-- Data supplied follows --
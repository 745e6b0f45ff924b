//! Experiment-layer ownership: which parameter paths and module ids each
//! layer is allowed to touch.

use rustc_hash::{FxHashMap, FxHashSet};

use crate::jsonpath::owns_path;

/// Ownership grant for one experiment layer.
#[derive(Clone, Debug, Default)]
pub struct LayerOwnership {
    /// Dotted parameter path prefixes; `a.b` owns `a.b` and `a.b.c`,
    /// not `a.bx`.
    pub param_path_prefixes: Vec<String>,
    pub module_ids: FxHashSet<String>,
}

impl LayerOwnership {
    pub fn new() -> Self {
        LayerOwnership::default()
    }

    #[must_use]
    pub fn own_params(mut self, prefix: impl Into<String>) -> Self {
        self.param_path_prefixes.push(prefix.into());
        self
    }

    #[must_use]
    pub fn own_module(mut self, module_id: impl Into<String>) -> Self {
        self.module_ids.insert(module_id.into());
        self
    }
}

/// Layer → ownership contract, consumed read-only by the validator.
///
/// A layer absent from the contract owns nothing: every path it touches is
/// a leak.
#[derive(Clone, Debug, Default)]
pub struct ExperimentLayerOwnershipContract {
    layers: FxHashMap<String, LayerOwnership>,
}

impl ExperimentLayerOwnershipContract {
    pub fn new() -> Self {
        ExperimentLayerOwnershipContract::default()
    }

    #[must_use]
    pub fn layer(mut self, name: impl Into<String>, ownership: LayerOwnership) -> Self {
        self.layers.insert(name.into(), ownership);
        self
    }

    #[must_use]
    pub fn owns_param_path(&self, layer: &str, path: &str) -> bool {
        self.layers.get(layer).is_some_and(|o| {
            o.param_path_prefixes
                .iter()
                .any(|prefix| owns_path(prefix, path))
        })
    }

    #[must_use]
    pub fn owns_module(&self, layer: &str, module_id: &str) -> bool {
        self.layers
            .get(layer)
            .is_some_and(|o| o.module_ids.contains(module_id))
    }
}
//! Tool output envelopes and exit codes.
//!
//! Every tooling command emits one JSON object beginning with
//! `{"kind": …, "tooling_json_version": …}`, redacted and canonically
//! serialized. Failures still produce a well-formed envelope: caller
//! mistakes exit 2 with `<KIND>_INPUT_INVALID`, internal errors exit 1
//! with `<KIND>_INTERNAL_ERROR`.

use serde_json::{Map, Value};

use super::redact::redact_value;
use crate::canonical::to_canonical_string;
use crate::errors::InputError;

pub const TOOLING_JSON_V1: &str = "v1";
pub const TOOLING_JSON_V3: &str = "v3";

/// The recognized tool output kinds.
#[derive(Clone, Copy, Debug, PartialEq, Eq)]
pub enum ToolKind {
    Validate,
    Explain,
    ExplainPatch,
    ExplainPatchRich,
    PreviewMatrix,
    Diff,
    ExecExplain,
}

impl ToolKind {
    #[must_use]
    pub fn as_str(&self) -> &'static str {
        match self {
            ToolKind::Validate => "validate",
            ToolKind::Explain => "explain",
            ToolKind::ExplainPatch => "explain_patch",
            ToolKind::ExplainPatchRich => "explain_patch_rich",
            ToolKind::PreviewMatrix => "preview_matrix",
            ToolKind::Diff => "diff",
            ToolKind::ExecExplain => "exec_explain",
        }
    }

    /// The richer surfaces ship the v3 envelope; the rest stay on v1.
    #[must_use]
    pub fn tooling_json_version(&self) -> &'static str {
        match self {
            ToolKind::ExplainPatchRich | ToolKind::ExecExplain => TOOLING_JSON_V3,
            _ => TOOLING_JSON_V1,
        }
    }

    fn code_prefix(&self) -> String {
        self.as_str().to_uppercase()
    }

    #[must_use]
    pub fn input_invalid_code(&self) -> String {
        format!("{}_INPUT_INVALID", self.code_prefix())
    }

    #[must_use]
    pub fn internal_error_code(&self) -> String {
        format!("{}_INTERNAL_ERROR", self.code_prefix())
    }
}

/// Process exit codes for CLI-callable operations.
#[derive(Clone, Copy, Debug, PartialEq, Eq)]
pub enum ExitCode {
    Success,
    InternalError,
    InputInvalid,
}

impl ExitCode {
    #[must_use]
    pub fn as_i32(&self) -> i32 {
        match self {
            ExitCode::Success => 0,
            ExitCode::InternalError => 1,
            ExitCode::InputInvalid => 2,
        }
    }
}

/// One finished tool output: the envelope JSON plus the exit code the
/// caller should surface.
#[derive(Clone, Debug, PartialEq)]
pub struct ToolOutput {
    pub kind: ToolKind,
    pub exit_code: ExitCode,
    pub json: Value,
}

impl ToolOutput {
    /// Canonical UTF-8 rendering of the envelope.
    #[must_use]
    pub fn to_canonical_json(&self) -> String {
        to_canonical_string(&self.json)
    }
}

/// Assemble, redact, and seal a tool envelope.
#[must_use]
pub(crate) fn seal(kind: ToolKind, exit_code: ExitCode, mut body: Map<String, Value>) -> ToolOutput {
    body.insert("kind".to_string(), Value::String(kind.as_str().to_string()));
    body.insert(
        "tooling_json_version".to_string(),
        Value::String(kind.tooling_json_version().to_string()),
    );
    ToolOutput {
        kind,
        exit_code,
        json: redact_value(&Value::Object(body)),
    }
}

/// Envelope for a caller-attributable bad input (exit 2).
#[must_use]
pub fn input_error_output(kind: ToolKind, error: &InputError) -> ToolOutput {
    error_output(kind, ExitCode::InputInvalid, kind.input_invalid_code(), &error.message)
}

/// Envelope for an unexpected internal failure (exit 1).
#[must_use]
pub fn internal_error_output(kind: ToolKind, message: &str) -> ToolOutput {
    error_output(kind, ExitCode::InternalError, kind.internal_error_code(), message)
}

fn error_output(kind: ToolKind, exit_code: ExitCode, code: String, message: &str) -> ToolOutput {
    let mut error = Map::new();
    error.insert("code".to_string(), Value::String(code));
    error.insert("message".to_string(), Value::String(message.to_string()));
    let mut body = Map::new();
    body.insert("error".to_string(), Value::Object(error));
    seal(kind, exit_code, body)
}
//! Patch validation.
//!
//! One pass over the parsed patch tree checks it against the registered
//! blueprint contracts and produces a [`ValidationReport`]. Nothing here
//! raises for patch content: a malformed document becomes a single
//! `CFG_PARSE_ERROR` finding, and validation continues after most errors so
//! operators see as many findings as possible in one run.
//!
//! The pass is split across submodules by patch area; each adds methods to
//! the crate-private [`Pass`] the way the stage-specific checks are grouped
//! in the original system.

mod emergency;
mod experiments;
mod flows;
mod limits;
mod params;
mod qos;
mod stages;

use serde_json::Value;
use tracing::instrument;

use crate::blueprint::{FlowRegistry, ModuleCatalog, SelectorRegistry};
use crate::codes;
use crate::findings::{Finding, Severity, ValidationReport};
use crate::jsonpath::JsonPath;
use crate::patchdoc::{SUPPORTED_SCHEMA_VERSION, fields};

/// Validates patch documents against the registered blueprints.
///
/// Borrows the startup-built registries; cheap to construct per call.
#[derive(Clone, Copy)]
pub struct Validator<'a> {
    registry: &'a FlowRegistry,
    catalog: &'a ModuleCatalog,
    selectors: &'a SelectorRegistry,
}

impl<'a> Validator<'a> {
    pub fn new(
        registry: &'a FlowRegistry,
        catalog: &'a ModuleCatalog,
        selectors: &'a SelectorRegistry,
    ) -> Self {
        Validator {
            registry,
            catalog,
            selectors,
        }
    }

    /// Validate a patch document from its JSON text.
    #[instrument(level = "debug", skip_all, fields(bytes = patch_json.len()))]
    #[must_use]
    pub fn validate(&self, patch_json: &str) -> ValidationReport {
        match serde_json::from_str::<Value>(patch_json) {
            Ok(root) => self.validate_value(&root),
            Err(parse_error) => ValidationReport::from_findings(vec![Finding::error(
                codes::CFG_PARSE_ERROR,
                JsonPath::root(),
                format!("invalid JSON: {parse_error}"),
            )]),
        }
    }

    /// Validate an already-parsed patch document.
    #[must_use]
    pub fn validate_value(&self, root: &Value) -> ValidationReport {
        let mut pass = Pass {
            registry: self.registry,
            catalog: self.catalog,
            selectors: self.selectors,
            findings: Vec::new(),
        };
        pass.run(root);
        ValidationReport::from_findings(pass.findings)
    }
}

/// Mutable state of one validation pass: the registries and the findings
/// accumulated so far.
pub(crate) struct Pass<'a> {
    pub(crate) registry: &'a FlowRegistry,
    pub(crate) catalog: &'a ModuleCatalog,
    pub(crate) selectors: &'a SelectorRegistry,
    pub(crate) findings: Vec<Finding>,
}

impl Pass<'_> {
    pub(crate) fn emit(
        &mut self,
        severity: Severity,
        code: &str,
        path: JsonPath,
        message: impl Into<String>,
    ) {
        self.findings.push(Finding::new(severity, code, path, message));
    }

    pub(crate) fn error(&mut self, code: &str, path: JsonPath, message: impl Into<String>) {
        self.emit(Severity::Error, code, path, message);
    }

    pub(crate) fn warn(&mut self, code: &str, path: JsonPath, message: impl Into<String>) {
        self.emit(Severity::Warn, code, path, message);
    }

    pub(crate) fn info(&mut self, code: &str, path: JsonPath, message: impl Into<String>) {
        self.emit(Severity::Info, code, path, message);
    }

    /// Emit a type-shape error and return `false` when `value` is not an
    /// object.
    pub(crate) fn require_object<'v>(
        &mut self,
        value: &'v Value,
        path: &JsonPath,
        what: &str,
    ) -> Option<&'v serde_json::Map<String, Value>> {
        match value.as_object() {
            Some(object) => Some(object),
            None => {
                self.error(
                    codes::CFG_FIELD_TYPE_INVALID,
                    path.clone(),
                    format!("{what} must be a JSON object"),
                );
                None
            }
        }
    }

    fn run(&mut self, root: &Value) {
        let root_path = JsonPath::root();
        let Some(document) = root.as_object() else {
            self.error(
                codes::CFG_PARSE_ERROR,
                root_path,
                "patch document must be a JSON object",
            );
            return;
        };

        // Schema version first; everything else still runs so one pass
        // reports the full picture.
        match document.get(fields::SCHEMA_VERSION).and_then(Value::as_str) {
            Some(SUPPORTED_SCHEMA_VERSION) => {}
            Some(other) => self.error(
                codes::CFG_SCHEMA_VERSION_UNSUPPORTED,
                root_path.key(fields::SCHEMA_VERSION),
                format!("unsupported schemaVersion '{other}', expected 'v1'"),
            ),
            None => self.error(
                codes::CFG_SCHEMA_VERSION_UNSUPPORTED,
                root_path.key(fields::SCHEMA_VERSION),
                "schemaVersion is required and must be the string 'v1'",
            ),
        }

        for key in document.keys() {
            if !matches!(
                key.as_str(),
                fields::SCHEMA_VERSION | fields::FLOWS | fields::LIMITS
            ) {
                self.error(
                    codes::CFG_UNKNOWN_FIELD,
                    root_path.key(key),
                    format!("unknown top-level field '{key}'"),
                );
            }
        }

        if let Some(limits) = document.get(fields::LIMITS) {
            self.check_limits(limits, &root_path.key(fields::LIMITS));
        }

        if let Some(flows) = document.get(fields::FLOWS) {
            let flows_path = root_path.key(fields::FLOWS);
            if let Some(flows_map) = self.require_object(flows, &flows_path, "'flows'") {
                for (flow_name, flow_patch) in flows_map {
                    self.check_flow(flow_name, flow_patch, &flows_path.key(flow_name));
                }
            }
        }
    }
}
-- Data supplied concluded --
■ Task to carry out
Take the entries above and return only the lines from the one with "pub(crate) registry: &'a" to the one with "pub(crate) fn warn(&mut", both included, unchanged.

■ Exercise solution
    pub(crate) registry: &'a FlowRegistry,
    pub(crate) catalog: &'a ModuleCatalog,
    pub(crate) selectors: &'a SelectorRegistry,
    pub(crate) findings: Vec<Finding>,
}

impl Pass<'_> {
    pub(crate) fn emit(
        &mut self,
        severity: Severity,
        code: &str,
        path: JsonPath,
        message: impl Into<String>,
    ) {
        self.findings.push(Finding::new(severity, code, path, message));
    }

    pub(crate) fn error(&mut self, code: &str, path: JsonPath, message: impl Into<String>) {
        self.emit(Severity::Error, code, path, message);
    }

    pub(crate) fn warn(&mut self, code: &str, path: JsonPath, message: impl Into<String>) {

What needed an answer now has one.